Locate, in the data below, the line that contains "repository 606fd2b5a024fb03" and the line that contains "use std::num::NonZeroU16;"; reproduce exactly those two lines and every line between them, nothing more.
:: EXCERPTED DATA
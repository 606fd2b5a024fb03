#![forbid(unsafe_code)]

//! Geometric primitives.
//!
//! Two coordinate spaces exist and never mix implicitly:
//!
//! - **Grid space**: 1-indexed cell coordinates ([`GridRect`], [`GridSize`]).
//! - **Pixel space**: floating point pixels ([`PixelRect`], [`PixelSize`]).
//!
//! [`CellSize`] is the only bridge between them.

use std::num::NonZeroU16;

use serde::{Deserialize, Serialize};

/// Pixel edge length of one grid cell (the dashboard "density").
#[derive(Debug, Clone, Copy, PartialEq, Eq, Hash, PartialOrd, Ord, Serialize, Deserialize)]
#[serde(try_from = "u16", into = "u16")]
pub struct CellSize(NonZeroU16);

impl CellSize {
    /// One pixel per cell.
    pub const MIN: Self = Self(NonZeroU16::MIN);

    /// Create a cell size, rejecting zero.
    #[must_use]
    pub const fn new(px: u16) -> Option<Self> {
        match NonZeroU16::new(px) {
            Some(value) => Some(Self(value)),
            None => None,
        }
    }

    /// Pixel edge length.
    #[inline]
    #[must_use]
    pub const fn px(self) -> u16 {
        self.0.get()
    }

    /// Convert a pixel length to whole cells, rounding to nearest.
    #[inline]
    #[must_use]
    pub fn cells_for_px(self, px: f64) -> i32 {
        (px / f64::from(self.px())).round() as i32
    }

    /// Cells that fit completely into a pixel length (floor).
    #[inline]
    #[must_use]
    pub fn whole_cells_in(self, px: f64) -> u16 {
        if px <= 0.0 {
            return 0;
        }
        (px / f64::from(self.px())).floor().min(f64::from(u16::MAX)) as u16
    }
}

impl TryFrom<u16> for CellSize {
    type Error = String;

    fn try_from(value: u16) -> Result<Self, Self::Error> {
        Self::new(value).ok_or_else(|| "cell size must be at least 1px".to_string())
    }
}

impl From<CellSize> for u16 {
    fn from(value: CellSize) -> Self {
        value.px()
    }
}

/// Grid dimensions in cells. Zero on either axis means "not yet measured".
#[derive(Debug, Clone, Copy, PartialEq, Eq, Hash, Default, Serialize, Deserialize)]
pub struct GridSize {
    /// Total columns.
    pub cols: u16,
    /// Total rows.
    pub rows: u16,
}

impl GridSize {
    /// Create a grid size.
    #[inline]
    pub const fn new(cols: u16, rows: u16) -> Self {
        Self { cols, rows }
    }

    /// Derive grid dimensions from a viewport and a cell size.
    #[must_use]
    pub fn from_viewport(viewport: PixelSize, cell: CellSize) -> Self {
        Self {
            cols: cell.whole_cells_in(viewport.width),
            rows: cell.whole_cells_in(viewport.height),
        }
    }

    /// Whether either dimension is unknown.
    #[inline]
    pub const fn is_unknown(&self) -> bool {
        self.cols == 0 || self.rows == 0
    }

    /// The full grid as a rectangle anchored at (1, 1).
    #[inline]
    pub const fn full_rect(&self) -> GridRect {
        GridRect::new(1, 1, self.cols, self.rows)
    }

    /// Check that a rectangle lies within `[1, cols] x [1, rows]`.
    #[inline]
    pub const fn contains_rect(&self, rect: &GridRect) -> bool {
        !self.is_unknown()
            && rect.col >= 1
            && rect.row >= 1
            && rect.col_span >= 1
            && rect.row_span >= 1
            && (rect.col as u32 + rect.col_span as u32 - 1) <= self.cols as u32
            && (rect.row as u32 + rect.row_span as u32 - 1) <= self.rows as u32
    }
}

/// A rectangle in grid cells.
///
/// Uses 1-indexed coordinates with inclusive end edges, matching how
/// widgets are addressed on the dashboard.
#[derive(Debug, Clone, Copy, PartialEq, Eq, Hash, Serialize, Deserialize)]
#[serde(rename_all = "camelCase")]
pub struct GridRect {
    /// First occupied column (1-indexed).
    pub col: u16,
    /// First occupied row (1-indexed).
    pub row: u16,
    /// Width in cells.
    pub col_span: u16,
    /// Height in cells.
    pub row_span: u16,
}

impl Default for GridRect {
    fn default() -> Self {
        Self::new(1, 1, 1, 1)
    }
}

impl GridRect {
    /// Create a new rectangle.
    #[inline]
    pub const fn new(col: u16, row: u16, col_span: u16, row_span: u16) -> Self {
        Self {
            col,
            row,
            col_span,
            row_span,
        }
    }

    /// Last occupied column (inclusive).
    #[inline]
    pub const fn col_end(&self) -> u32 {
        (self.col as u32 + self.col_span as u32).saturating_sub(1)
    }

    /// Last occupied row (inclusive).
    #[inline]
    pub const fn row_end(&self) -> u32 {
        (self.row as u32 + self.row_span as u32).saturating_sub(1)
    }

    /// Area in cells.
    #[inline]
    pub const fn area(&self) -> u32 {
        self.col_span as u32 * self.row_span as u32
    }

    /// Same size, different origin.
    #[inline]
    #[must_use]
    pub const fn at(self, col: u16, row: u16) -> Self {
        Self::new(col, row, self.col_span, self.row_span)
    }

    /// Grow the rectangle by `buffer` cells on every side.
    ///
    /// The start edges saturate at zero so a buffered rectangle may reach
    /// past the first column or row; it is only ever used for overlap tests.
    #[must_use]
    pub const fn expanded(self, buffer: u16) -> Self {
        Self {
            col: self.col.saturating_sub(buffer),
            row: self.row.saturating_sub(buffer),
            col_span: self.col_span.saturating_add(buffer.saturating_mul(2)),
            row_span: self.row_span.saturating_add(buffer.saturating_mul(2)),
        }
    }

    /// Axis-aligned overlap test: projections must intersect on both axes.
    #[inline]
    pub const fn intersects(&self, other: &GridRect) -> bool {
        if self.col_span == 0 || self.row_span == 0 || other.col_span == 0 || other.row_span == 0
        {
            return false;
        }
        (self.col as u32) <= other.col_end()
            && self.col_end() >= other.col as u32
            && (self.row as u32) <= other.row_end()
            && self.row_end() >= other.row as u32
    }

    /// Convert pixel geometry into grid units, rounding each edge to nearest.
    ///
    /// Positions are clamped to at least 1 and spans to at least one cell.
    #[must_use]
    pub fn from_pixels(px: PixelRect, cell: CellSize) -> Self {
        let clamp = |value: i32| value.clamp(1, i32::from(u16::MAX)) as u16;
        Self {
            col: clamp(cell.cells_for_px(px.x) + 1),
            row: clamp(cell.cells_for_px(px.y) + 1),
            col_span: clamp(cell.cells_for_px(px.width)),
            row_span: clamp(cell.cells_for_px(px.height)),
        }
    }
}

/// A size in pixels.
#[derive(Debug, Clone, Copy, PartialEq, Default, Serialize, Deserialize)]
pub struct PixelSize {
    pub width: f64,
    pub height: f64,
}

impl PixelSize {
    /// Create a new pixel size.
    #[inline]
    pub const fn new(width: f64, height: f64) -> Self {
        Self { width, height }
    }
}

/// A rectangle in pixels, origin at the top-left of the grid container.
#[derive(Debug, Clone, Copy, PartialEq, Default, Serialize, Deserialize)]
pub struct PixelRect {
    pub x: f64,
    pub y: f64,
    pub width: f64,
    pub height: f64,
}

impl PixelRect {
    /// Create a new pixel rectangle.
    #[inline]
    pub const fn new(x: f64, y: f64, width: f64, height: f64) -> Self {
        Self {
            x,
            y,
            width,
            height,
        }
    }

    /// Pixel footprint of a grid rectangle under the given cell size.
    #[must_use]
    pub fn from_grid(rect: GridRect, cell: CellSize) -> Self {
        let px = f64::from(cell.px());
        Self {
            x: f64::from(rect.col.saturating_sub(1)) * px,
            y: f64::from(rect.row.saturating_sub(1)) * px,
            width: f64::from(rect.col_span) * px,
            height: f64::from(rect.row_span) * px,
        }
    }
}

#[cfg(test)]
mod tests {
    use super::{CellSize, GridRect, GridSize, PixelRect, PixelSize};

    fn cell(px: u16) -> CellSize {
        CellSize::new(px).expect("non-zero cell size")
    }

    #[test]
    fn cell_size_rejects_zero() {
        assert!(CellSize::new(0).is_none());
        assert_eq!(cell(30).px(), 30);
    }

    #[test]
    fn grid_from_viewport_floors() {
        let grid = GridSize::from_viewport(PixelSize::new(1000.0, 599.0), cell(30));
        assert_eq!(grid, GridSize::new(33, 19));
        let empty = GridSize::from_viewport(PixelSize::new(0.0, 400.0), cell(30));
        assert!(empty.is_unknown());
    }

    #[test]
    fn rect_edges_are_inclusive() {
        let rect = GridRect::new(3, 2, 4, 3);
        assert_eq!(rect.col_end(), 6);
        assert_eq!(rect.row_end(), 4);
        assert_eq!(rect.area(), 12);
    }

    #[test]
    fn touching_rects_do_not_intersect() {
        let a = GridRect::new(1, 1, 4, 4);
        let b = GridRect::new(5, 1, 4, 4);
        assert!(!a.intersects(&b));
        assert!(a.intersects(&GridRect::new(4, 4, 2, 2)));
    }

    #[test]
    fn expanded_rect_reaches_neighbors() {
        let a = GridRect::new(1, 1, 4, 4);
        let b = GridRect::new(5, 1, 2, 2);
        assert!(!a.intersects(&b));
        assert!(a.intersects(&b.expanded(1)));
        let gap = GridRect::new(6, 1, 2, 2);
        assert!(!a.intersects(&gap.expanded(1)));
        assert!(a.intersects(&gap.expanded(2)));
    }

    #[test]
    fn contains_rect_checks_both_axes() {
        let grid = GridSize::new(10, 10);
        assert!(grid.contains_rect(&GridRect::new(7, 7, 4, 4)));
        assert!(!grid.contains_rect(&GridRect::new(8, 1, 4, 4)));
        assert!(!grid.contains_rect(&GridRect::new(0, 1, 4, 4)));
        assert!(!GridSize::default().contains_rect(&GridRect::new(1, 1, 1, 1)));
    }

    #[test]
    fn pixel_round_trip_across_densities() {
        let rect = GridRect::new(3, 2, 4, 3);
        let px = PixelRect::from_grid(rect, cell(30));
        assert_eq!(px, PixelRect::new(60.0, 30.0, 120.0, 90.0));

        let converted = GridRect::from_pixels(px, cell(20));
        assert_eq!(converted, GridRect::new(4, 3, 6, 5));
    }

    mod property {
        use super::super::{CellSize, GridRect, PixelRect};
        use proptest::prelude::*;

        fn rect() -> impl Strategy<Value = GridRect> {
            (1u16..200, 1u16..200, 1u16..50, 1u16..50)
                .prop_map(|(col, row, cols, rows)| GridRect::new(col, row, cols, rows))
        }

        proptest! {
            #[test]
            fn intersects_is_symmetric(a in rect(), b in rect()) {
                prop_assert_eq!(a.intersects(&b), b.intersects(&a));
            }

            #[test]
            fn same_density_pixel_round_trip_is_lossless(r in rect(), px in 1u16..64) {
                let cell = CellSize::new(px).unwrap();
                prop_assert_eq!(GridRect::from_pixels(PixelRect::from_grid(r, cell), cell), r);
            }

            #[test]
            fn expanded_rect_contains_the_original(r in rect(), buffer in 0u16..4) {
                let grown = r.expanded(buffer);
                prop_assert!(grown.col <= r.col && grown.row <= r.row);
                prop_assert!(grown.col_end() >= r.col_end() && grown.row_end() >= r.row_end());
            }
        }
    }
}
::::
:: EXCERPTED DATA
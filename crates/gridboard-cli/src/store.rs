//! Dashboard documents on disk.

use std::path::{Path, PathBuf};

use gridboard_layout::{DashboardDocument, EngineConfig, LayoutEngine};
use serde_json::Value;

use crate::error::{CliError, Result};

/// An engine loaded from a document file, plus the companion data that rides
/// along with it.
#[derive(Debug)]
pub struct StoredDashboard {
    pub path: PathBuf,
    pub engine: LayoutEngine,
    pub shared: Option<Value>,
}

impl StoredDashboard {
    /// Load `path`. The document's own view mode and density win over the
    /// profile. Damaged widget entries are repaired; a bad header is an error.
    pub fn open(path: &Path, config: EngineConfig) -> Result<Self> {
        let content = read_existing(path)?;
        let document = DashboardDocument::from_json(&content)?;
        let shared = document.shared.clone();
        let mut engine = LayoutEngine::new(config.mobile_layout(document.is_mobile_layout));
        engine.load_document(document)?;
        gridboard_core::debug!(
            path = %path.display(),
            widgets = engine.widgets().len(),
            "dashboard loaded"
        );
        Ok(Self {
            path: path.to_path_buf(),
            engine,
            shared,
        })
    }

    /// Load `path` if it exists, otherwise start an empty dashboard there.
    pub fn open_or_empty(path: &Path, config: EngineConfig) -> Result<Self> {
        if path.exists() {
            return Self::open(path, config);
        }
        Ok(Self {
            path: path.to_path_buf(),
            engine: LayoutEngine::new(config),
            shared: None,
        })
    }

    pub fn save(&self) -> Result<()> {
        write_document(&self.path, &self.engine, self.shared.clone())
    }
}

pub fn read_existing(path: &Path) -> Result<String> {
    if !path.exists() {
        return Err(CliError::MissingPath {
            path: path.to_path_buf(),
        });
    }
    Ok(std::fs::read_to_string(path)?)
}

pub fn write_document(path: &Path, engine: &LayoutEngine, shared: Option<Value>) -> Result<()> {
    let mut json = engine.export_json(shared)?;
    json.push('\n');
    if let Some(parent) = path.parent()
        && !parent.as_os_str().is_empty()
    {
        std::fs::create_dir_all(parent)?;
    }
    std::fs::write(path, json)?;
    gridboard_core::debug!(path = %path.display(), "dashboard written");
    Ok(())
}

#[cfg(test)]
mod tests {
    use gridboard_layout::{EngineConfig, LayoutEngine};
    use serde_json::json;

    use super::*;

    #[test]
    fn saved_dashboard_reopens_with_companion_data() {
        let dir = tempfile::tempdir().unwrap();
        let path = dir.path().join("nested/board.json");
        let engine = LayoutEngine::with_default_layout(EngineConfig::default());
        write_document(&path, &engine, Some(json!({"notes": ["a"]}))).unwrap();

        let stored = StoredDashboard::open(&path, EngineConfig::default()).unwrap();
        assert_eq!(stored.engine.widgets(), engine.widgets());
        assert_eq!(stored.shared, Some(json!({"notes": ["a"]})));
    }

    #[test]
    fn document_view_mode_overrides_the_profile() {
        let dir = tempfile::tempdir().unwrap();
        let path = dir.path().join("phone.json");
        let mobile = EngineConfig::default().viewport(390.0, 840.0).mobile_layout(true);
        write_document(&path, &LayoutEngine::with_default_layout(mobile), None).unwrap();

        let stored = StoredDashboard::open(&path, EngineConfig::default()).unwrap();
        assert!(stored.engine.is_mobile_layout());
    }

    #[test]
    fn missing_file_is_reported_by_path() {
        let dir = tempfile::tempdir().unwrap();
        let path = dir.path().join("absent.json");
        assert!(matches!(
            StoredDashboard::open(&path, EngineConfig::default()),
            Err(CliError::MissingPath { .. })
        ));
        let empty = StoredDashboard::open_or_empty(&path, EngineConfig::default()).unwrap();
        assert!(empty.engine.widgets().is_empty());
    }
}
::::
:: EXCERPTED DATA
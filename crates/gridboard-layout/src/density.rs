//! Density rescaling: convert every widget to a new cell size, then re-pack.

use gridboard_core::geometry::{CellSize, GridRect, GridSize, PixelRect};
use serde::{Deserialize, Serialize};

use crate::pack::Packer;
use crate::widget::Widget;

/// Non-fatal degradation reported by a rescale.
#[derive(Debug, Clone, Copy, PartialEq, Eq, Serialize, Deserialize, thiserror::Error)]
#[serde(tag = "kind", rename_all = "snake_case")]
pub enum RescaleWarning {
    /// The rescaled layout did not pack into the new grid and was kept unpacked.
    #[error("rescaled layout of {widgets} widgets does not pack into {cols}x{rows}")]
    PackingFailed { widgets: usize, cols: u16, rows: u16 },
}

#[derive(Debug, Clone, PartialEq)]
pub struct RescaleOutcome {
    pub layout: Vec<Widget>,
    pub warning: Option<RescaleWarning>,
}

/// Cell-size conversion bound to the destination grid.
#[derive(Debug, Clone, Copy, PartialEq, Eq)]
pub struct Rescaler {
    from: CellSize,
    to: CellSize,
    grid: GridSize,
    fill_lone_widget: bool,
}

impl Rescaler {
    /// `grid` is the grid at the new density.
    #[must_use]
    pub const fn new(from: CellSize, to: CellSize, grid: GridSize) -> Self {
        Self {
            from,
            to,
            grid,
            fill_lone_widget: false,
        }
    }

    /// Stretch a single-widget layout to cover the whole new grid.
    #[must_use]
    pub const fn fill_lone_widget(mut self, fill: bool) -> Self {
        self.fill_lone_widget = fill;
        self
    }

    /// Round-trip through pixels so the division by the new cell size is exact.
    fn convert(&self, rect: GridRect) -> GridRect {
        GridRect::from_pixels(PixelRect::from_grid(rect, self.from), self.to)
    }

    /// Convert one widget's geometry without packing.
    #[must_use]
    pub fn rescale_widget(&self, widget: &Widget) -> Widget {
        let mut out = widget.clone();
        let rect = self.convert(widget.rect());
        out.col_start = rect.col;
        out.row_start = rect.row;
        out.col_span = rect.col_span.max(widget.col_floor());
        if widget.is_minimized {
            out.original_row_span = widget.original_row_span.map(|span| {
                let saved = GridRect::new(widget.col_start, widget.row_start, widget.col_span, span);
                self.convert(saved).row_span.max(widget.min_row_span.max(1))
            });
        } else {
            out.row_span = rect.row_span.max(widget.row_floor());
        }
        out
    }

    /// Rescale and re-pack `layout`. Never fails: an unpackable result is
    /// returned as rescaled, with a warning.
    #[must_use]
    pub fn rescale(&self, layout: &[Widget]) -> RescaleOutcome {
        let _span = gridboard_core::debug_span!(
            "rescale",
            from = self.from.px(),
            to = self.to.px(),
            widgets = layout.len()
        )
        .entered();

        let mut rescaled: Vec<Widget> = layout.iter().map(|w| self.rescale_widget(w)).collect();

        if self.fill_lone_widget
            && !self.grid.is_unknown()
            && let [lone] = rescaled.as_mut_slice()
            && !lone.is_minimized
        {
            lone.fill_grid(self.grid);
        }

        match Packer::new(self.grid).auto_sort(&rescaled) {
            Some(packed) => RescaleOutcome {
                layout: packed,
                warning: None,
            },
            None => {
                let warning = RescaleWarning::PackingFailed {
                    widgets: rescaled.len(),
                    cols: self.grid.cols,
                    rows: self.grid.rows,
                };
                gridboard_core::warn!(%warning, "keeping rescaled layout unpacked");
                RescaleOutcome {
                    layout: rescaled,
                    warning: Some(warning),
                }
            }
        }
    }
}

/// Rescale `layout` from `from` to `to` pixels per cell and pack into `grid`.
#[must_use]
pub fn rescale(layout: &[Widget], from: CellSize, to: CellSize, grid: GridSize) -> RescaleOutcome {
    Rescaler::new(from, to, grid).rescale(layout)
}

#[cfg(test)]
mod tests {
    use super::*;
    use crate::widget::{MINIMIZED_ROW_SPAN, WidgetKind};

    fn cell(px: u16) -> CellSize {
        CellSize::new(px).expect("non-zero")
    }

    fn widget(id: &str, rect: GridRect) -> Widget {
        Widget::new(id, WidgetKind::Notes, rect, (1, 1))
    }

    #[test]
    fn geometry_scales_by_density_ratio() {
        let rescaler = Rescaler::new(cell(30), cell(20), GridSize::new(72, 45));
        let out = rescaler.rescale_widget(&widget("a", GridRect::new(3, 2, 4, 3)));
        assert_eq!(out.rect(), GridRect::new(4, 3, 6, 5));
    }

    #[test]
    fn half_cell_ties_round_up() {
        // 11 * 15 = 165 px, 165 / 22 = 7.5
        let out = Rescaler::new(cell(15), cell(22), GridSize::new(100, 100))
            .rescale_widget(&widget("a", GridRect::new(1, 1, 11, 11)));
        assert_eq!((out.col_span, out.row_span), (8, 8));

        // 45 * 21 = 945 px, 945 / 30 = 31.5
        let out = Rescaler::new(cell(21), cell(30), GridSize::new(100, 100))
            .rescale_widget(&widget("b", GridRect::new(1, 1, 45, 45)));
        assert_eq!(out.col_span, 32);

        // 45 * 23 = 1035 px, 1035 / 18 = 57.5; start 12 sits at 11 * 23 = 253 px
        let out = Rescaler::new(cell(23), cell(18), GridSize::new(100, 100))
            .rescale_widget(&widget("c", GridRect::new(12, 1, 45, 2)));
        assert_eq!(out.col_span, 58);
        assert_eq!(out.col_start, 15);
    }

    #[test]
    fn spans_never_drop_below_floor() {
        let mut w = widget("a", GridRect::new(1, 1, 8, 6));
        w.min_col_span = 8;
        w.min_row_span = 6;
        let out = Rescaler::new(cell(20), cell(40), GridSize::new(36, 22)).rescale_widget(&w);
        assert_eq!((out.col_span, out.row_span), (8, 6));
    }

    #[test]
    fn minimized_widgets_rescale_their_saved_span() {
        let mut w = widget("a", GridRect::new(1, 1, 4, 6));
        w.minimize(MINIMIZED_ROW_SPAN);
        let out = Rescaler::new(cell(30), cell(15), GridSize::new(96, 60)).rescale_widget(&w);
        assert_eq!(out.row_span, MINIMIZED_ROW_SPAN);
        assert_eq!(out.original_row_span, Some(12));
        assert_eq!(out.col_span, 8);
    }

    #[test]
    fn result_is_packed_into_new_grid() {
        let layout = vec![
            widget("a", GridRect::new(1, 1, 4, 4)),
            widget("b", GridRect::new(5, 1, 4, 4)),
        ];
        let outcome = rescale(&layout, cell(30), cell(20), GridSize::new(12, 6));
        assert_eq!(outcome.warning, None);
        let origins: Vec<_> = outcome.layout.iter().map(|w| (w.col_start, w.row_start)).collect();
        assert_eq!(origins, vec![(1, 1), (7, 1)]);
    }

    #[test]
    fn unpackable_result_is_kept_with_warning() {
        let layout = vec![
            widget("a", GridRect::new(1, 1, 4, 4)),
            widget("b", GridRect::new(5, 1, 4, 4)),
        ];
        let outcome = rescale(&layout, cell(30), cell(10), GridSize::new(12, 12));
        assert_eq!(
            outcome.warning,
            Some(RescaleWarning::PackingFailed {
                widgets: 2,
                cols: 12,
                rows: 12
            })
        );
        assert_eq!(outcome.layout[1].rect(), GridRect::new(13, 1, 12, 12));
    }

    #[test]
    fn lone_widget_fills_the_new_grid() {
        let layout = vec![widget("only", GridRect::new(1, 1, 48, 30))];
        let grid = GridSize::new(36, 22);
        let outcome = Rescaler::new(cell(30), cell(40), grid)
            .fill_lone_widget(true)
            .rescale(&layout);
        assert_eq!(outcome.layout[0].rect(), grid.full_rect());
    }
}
::::
# WRITTEN ANSWER
repository 606fd2b5a024fb03
#![forbid(unsafe_code)]

//! Geometric primitives.
//!
//! Two coordinate spaces exist and never mix implicitly:
//!
//! - **Grid space**: 1-indexed cell coordinates ([`GridRect`], [`GridSize`]).
//! - **Pixel space**: floating point pixels ([`PixelRect`], [`PixelSize`]).
//!
//! [`CellSize`] is the only bridge between them.

use std::num::NonZeroU16;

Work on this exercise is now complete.